Task instructions —
The entries below should be written out again exactly as they stand.

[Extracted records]
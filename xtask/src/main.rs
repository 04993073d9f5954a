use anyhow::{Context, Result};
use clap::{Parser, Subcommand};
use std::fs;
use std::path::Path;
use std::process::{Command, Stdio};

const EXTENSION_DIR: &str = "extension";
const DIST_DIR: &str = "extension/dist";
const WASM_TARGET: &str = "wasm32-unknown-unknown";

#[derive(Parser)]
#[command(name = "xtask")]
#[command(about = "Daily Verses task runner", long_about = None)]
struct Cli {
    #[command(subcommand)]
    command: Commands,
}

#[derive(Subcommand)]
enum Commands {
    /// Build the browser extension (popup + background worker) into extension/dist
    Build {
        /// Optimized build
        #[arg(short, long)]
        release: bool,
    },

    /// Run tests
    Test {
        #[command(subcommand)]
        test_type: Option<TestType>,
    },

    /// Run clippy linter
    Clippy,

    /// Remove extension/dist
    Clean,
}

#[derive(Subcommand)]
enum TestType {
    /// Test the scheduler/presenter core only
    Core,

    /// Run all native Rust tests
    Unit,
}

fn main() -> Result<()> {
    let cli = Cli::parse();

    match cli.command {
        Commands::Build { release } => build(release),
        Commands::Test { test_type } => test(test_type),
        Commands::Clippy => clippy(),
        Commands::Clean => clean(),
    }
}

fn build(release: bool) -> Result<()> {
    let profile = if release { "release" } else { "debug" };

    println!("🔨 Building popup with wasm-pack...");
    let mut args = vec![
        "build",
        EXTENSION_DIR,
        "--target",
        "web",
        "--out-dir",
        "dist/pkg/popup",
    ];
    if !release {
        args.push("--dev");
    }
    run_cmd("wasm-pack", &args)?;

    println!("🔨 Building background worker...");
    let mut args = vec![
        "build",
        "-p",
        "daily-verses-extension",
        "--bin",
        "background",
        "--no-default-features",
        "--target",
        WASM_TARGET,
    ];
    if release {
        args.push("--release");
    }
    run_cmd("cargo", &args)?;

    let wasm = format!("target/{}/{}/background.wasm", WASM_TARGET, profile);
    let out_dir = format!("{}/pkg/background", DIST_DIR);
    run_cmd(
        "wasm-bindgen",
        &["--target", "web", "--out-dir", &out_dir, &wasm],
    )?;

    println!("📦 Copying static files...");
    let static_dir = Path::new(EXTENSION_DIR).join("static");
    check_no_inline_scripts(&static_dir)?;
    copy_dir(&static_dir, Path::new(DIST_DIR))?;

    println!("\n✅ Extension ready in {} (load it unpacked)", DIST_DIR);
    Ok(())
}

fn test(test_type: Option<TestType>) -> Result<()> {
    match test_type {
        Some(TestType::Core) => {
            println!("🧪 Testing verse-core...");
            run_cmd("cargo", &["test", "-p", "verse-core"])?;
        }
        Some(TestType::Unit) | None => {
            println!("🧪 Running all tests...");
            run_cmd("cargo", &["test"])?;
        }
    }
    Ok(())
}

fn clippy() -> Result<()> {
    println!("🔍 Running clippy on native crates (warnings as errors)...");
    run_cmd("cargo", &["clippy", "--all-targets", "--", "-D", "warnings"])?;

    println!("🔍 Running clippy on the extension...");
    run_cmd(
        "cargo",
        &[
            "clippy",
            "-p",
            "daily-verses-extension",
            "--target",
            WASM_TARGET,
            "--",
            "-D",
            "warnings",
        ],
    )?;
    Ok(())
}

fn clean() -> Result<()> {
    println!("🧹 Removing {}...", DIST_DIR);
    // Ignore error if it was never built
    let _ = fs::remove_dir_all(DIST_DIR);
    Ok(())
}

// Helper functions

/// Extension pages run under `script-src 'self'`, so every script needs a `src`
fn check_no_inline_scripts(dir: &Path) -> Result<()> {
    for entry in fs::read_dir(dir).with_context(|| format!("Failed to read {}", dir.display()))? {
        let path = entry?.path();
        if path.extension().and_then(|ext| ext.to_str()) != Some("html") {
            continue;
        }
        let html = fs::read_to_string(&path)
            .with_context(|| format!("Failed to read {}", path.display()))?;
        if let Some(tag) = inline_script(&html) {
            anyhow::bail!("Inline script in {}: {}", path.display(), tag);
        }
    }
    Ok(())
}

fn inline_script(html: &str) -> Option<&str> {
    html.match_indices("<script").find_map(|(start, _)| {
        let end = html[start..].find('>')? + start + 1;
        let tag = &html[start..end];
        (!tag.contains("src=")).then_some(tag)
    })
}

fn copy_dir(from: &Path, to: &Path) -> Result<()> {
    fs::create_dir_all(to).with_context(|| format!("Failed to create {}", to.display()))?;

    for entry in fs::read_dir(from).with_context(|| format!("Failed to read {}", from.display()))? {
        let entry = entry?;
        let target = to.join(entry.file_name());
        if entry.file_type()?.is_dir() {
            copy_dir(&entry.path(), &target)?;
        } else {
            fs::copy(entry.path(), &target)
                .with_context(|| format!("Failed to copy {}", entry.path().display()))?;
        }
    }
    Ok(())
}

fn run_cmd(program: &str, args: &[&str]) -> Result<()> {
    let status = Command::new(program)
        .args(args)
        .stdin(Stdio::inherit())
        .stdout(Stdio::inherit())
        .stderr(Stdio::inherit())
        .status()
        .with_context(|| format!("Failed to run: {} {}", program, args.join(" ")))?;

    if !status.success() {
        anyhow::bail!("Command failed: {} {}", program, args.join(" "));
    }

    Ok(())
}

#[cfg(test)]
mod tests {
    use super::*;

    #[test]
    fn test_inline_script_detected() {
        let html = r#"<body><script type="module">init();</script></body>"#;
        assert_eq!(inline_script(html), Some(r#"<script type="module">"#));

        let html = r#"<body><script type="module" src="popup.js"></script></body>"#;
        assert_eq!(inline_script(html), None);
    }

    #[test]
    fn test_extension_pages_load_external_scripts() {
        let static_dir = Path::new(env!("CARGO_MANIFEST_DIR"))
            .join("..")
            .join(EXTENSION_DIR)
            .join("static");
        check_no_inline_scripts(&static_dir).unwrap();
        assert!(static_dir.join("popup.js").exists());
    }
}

Solution to this problem —
filename xtask/src/main.rs
repository 04993073d9f5954a
use anyhow::{Context, Result};
use clap::{Parser, Subcommand};
use std::fs;
use std::path::Path;
use std::process::{Command, Stdio};

const EXTENSION_DIR: &str = "extension";
const DIST_DIR: &str = "extension/dist";
const WASM_TARGET: &str = "wasm32-unknown-unknown";

#[derive(Parser)]
#[command(name = "xtask")]
#[command(about = "Daily Verses task runner", long_about = None)]
struct Cli {
    #[command(subcommand)]
    command: Commands,
}

#[derive(Subcommand)]
enum Commands {
    /// Build the browser extension (popup + background worker) into extension/dist
    Build {
        /// Optimized build
        #[arg(short, long)]
        release: bool,
    },

    /// Run tests
    Test {
        #[command(subcommand)]
        test_type: Option<TestType>,
    },

    /// Run clippy linter
    Clippy,

    /// Remove extension/dist
    Clean,
}

#[derive(Subcommand)]
enum TestType {
    /// Test the scheduler/presenter core only
    Core,

    /// Run all native Rust tests
    Unit,
}

fn main() -> Result<()> {
    let cli = Cli::parse();

    match cli.command {
        Commands::Build { release } => build(release),
        Commands::Test { test_type } => test(test_type),
        Commands::Clippy => clippy(),
        Commands::Clean => clean(),
    }
}

fn build(release: bool) -> Result<()> {
    let profile = if release { "release" } else { "debug" };

    println!("🔨 Building popup with wasm-pack...");
    let mut args = vec![
        "build",
        EXTENSION_DIR,
        "--target",
        "web",
        "--out-dir",
        "dist/pkg/popup",
    ];
    if !release {
        args.push("--dev");
    }
    run_cmd("wasm-pack", &args)?;

    println!("🔨 Building background worker...");
    let mut args = vec![
        "build",
        "-p",
        "daily-verses-extension",
        "--bin",
        "background",
        "--no-default-features",
        "--target",
        WASM_TARGET,
    ];
    if release {
        args.push("--release");
    }
    run_cmd("cargo", &args)?;

    let wasm = format!("target/{}/{}/background.wasm", WASM_TARGET, profile);
    let out_dir = format!("{}/pkg/background", DIST_DIR);
    run_cmd(
        "wasm-bindgen",
        &["--target", "web", "--out-dir", &out_dir, &wasm],
    )?;

    println!("📦 Copying static files...");
    let static_dir = Path::new(EXTENSION_DIR).join("static");
    check_no_inline_scripts(&static_dir)?;
    copy_dir(&static_dir, Path::new(DIST_DIR))?;

    println!("\n✅ Extension ready in {} (load it unpacked)", DIST_DIR);
    Ok(())
}

fn test(test_type: Option<TestType>) -> Result<()> {
    match test_type {
        Some(TestType::Core) => {
            println!("🧪 Testing verse-core...");
            run_cmd("cargo", &["test", "-p", "verse-core"])?;
        }
        Some(TestType::Unit) | None => {
            println!("🧪 Running all tests...");
            run_cmd("cargo", &["test"])?;
        }
    }
    Ok(())
}

fn clippy() -> Result<()> {
    println!("🔍 Running clippy on native crates (warnings as errors)...");
    run_cmd("cargo", &["clippy", "--all-targets", "--", "-D", "warnings"])?;

    println!("🔍 Running clippy on the extension...");
    run_cmd(
        "cargo",
        &[
            "clippy",
            "-p",
            "daily-verses-extension",
            "--target",
            WASM_TARGET,
            "--",
            "-D",
            "warnings",
        ],
    )?;
    Ok(())
}

fn clean() -> Result<()> {
    println!("🧹 Removing {}...", DIST_DIR);
    // Ignore error if it was never built
    let _ = fs::remove_dir_all(DIST_DIR);
    Ok(())
}

// Helper functions

/// Extension pages run under `script-src 'self'`, so every script needs a `src`
fn check_no_inline_scripts(dir: &Path) -> Result<()> {
    for entry in fs::read_dir(dir).with_context(|| format!("Failed to read {}", dir.display()))? {
        let path = entry?.path();
        if path.extension().and_then(|ext| ext.to_str()) != Some("html") {
            continue;
        }
        let html = fs::read_to_string(&path)
            .with_context(|| format!("Failed to read {}", path.display()))?;
        if let Some(tag) = inline_script(&html) {
            anyhow::bail!("Inline script in {}: {}", path.display(), tag);
        }
    }
    Ok(())
}

fn inline_script(html: &str) -> Option<&str> {
    html.match_indices("<script").find_map(|(start, _)| {
        let end = html[start..].find('>')? + start + 1;
        let tag = &html[start..end];
        (!tag.contains("src=")).then_some(tag)
    })
}

fn copy_dir(from: &Path, to: &Path) -> Result<()> {
    fs::create_dir_all(to).with_context(|| format!("Failed to create {}", to.display()))?;

    for entry in fs::read_dir(from).with_context(|| format!("Failed to read {}", from.display()))? {
        let entry = entry?;
        let target = to.join(entry.file_name());
        if entry.file_type()?.is_dir() {
            copy_dir(&entry.path(), &target)?;
        } else {
            fs::copy(entry.path(), &target)
                .with_context(|| format!("Failed to copy {}", entry.path().display()))?;
        }
    }
    Ok(())
}

fn run_cmd(program: &str, args: &[&str]) -> Result<()> {
    let status = Command::new(program)
        .args(args)
        .stdin(Stdio::inherit())
        .stdout(Stdio::inherit())
        .stderr(Stdio::inherit())
        .status()
        .with_context(|| format!("Failed to run: {} {}", program, args.join(" ")))?;

    if !status.success() {
        anyhow::bail!("Command failed: {} {}", program, args.join(" "));
    }

    Ok(())
}

#[cfg(test)]
mod tests {
    use super::*;

    #[test]
    fn test_inline_script_detected() {
        let html = r#"<body><script type="module">init();</script></body>"#;
        assert_eq!(inline_script(html), Some(r#"<script type="module">"#));

        let html = r#"<body><script type="module" src="popup.js"></script></body>"#;
        assert_eq!(inline_script(html), None);
    }

    #[test]
    fn test_extension_pages_load_external_scripts() {
        let static_dir = Path::new(env!("CARGO_MANIFEST_DIR"))
            .join("..")
            .join(EXTENSION_DIR)
            .join("static");
        check_no_inline_scripts(&static_dir).unwrap();
        assert!(static_dir.join("popup.js").exists());
    }
}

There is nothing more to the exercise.